• HOW TO COMPLETE THIS TASK:
For the data below, restate word for word only the lines from the line containing "filename crates/store/src/lib.rs" through the line containing "pub use postgres::PostgresStore;", both ends included.

---

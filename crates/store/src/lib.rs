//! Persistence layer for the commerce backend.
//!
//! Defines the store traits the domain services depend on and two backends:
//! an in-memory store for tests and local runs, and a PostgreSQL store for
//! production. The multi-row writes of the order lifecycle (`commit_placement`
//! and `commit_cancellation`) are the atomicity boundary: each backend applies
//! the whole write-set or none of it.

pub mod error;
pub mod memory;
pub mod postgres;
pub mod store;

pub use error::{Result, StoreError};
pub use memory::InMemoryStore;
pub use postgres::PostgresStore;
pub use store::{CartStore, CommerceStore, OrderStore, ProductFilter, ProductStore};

---

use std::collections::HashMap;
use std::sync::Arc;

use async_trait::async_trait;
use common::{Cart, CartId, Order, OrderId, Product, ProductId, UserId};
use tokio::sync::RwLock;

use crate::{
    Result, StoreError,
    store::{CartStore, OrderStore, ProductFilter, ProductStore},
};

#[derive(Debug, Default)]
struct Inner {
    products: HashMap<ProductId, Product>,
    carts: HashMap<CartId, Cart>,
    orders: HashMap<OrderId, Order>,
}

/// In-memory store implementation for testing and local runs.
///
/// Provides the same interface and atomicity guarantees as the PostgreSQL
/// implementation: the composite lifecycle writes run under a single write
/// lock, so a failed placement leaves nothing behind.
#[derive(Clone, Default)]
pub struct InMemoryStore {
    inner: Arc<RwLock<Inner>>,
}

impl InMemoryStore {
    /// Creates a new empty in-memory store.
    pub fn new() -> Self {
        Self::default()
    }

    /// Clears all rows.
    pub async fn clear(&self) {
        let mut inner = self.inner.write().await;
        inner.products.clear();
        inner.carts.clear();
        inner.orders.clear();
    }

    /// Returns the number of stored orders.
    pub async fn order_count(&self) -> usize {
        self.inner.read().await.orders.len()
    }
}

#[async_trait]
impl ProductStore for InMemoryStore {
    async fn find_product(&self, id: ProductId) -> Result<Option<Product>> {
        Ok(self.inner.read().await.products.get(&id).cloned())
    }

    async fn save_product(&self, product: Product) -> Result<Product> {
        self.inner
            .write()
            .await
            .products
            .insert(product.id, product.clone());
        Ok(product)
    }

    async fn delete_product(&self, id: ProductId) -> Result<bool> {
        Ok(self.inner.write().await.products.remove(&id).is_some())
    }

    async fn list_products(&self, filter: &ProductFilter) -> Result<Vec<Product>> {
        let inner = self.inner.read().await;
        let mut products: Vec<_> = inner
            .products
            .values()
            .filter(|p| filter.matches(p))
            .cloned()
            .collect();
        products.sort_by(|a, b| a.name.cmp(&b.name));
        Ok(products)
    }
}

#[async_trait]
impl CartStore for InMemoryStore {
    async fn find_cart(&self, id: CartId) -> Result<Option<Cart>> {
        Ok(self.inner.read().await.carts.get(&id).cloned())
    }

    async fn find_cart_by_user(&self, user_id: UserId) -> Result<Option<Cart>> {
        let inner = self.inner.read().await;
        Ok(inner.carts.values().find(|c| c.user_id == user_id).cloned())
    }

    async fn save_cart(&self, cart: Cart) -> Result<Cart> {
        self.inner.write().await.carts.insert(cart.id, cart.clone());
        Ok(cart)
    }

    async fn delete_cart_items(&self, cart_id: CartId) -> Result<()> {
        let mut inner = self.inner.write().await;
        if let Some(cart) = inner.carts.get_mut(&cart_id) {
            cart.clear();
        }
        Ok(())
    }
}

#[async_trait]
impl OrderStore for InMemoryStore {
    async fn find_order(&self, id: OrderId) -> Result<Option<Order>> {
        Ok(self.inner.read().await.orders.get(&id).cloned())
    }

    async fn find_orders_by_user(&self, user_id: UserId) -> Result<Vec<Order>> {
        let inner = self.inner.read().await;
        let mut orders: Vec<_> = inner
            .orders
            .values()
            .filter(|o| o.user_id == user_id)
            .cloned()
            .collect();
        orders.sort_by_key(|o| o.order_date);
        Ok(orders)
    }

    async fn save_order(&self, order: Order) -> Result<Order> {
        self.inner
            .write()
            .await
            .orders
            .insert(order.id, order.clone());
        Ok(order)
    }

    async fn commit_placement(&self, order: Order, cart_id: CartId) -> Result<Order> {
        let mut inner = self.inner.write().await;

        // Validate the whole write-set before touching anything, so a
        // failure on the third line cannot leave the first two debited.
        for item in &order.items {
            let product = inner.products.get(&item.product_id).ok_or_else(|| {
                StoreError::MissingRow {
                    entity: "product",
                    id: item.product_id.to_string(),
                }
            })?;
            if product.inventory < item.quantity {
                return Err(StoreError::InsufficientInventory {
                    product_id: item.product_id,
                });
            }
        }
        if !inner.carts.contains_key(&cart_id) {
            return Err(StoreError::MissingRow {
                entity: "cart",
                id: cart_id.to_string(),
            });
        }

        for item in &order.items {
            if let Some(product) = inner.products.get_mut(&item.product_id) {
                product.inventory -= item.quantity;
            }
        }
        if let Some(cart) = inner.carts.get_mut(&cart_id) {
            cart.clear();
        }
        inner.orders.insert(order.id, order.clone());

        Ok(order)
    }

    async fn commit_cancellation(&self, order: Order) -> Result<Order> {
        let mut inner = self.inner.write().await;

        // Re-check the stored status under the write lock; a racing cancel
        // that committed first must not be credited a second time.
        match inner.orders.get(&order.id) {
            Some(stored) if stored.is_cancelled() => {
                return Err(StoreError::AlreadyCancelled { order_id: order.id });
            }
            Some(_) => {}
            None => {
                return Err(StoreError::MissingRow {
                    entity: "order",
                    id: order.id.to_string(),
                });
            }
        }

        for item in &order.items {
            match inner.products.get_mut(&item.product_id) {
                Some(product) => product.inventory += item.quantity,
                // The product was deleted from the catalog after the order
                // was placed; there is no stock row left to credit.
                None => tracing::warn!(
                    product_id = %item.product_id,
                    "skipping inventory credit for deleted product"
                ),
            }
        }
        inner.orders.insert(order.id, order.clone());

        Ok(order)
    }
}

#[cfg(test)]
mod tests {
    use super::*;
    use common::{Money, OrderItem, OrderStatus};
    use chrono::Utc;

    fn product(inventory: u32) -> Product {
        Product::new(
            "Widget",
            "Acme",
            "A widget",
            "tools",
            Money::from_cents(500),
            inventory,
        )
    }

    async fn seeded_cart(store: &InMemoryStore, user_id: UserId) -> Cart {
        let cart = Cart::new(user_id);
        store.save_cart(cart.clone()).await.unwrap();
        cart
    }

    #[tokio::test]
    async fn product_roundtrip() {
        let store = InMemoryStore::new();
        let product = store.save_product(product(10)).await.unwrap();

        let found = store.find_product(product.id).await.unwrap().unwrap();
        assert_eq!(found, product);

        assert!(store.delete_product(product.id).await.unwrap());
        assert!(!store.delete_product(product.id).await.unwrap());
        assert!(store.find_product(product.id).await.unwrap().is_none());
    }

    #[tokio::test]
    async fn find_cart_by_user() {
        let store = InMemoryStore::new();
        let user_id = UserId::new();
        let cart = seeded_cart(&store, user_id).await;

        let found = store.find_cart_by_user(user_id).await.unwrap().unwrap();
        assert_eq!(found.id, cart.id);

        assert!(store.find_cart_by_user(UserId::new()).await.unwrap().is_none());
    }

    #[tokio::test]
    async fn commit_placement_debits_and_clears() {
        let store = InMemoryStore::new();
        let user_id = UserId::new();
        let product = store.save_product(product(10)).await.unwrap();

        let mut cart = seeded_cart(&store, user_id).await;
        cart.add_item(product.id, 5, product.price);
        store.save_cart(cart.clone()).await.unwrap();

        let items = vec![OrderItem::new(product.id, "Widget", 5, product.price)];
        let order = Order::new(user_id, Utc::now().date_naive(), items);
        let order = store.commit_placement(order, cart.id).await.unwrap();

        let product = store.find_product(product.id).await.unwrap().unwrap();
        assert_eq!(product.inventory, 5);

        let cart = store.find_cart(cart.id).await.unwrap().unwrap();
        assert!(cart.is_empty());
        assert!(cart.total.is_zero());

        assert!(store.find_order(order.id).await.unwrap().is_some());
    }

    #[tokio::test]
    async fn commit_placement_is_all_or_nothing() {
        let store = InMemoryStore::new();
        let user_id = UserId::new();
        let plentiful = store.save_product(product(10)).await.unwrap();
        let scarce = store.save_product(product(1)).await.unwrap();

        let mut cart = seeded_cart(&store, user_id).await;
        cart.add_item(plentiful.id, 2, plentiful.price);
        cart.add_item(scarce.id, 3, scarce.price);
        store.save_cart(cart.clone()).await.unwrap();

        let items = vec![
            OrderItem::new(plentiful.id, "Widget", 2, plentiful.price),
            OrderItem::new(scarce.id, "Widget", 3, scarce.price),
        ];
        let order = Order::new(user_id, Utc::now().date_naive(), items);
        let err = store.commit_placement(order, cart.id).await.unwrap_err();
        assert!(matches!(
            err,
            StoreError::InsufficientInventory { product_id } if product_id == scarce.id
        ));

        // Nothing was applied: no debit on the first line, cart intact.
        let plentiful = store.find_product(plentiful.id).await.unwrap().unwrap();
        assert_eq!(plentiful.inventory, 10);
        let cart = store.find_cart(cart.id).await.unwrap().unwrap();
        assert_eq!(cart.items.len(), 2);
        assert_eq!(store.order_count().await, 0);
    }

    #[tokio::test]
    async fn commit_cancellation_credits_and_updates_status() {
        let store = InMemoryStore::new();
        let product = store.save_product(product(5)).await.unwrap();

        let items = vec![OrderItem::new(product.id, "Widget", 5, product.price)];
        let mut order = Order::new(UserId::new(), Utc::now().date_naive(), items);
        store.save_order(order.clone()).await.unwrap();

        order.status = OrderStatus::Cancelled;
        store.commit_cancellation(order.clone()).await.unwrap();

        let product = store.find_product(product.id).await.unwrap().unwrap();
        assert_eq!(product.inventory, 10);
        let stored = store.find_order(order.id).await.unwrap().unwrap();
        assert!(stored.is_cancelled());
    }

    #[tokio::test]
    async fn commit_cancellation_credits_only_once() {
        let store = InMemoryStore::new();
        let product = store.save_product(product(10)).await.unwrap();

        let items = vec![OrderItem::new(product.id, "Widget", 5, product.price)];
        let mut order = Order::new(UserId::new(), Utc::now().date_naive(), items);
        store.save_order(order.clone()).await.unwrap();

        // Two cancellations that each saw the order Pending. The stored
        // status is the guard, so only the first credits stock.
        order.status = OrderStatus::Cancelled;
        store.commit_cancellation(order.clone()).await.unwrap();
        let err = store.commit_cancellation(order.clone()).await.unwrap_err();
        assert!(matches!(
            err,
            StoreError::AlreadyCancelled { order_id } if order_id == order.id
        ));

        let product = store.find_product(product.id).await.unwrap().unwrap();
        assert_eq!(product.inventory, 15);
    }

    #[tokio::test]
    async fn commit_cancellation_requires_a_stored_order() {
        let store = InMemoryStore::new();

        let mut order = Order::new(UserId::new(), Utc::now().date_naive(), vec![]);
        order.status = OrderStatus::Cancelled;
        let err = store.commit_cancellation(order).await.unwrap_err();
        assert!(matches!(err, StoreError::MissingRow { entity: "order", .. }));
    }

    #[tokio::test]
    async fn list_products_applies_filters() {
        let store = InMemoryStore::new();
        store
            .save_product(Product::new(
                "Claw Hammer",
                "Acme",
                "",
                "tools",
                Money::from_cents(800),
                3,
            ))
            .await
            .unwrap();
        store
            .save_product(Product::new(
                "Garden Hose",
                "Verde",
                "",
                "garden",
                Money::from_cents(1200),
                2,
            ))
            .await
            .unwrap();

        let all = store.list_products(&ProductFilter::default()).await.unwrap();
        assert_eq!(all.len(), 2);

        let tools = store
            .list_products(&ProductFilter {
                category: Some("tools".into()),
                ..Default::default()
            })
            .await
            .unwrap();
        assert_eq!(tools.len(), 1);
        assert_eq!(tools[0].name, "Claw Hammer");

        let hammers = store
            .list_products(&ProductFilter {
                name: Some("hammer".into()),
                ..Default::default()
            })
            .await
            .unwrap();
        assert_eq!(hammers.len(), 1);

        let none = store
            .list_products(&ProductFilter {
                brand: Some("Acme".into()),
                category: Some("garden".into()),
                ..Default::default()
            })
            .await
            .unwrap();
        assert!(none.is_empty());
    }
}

---

• RESULT OF THE TASK:
filename crates/store/src/lib.rs
//! Persistence layer for the commerce backend.
//!
//! Defines the store traits the domain services depend on and two backends:
//! an in-memory store for tests and local runs, and a PostgreSQL store for
//! production. The multi-row writes of the order lifecycle (`commit_placement`
//! and `commit_cancellation`) are the atomicity boundary: each backend applies
//! the whole write-set or none of it.

pub mod error;
pub mod memory;
pub mod postgres;
pub mod store;

pub use error::{Result, StoreError};
pub use memory::InMemoryStore;
pub use postgres::PostgresStore;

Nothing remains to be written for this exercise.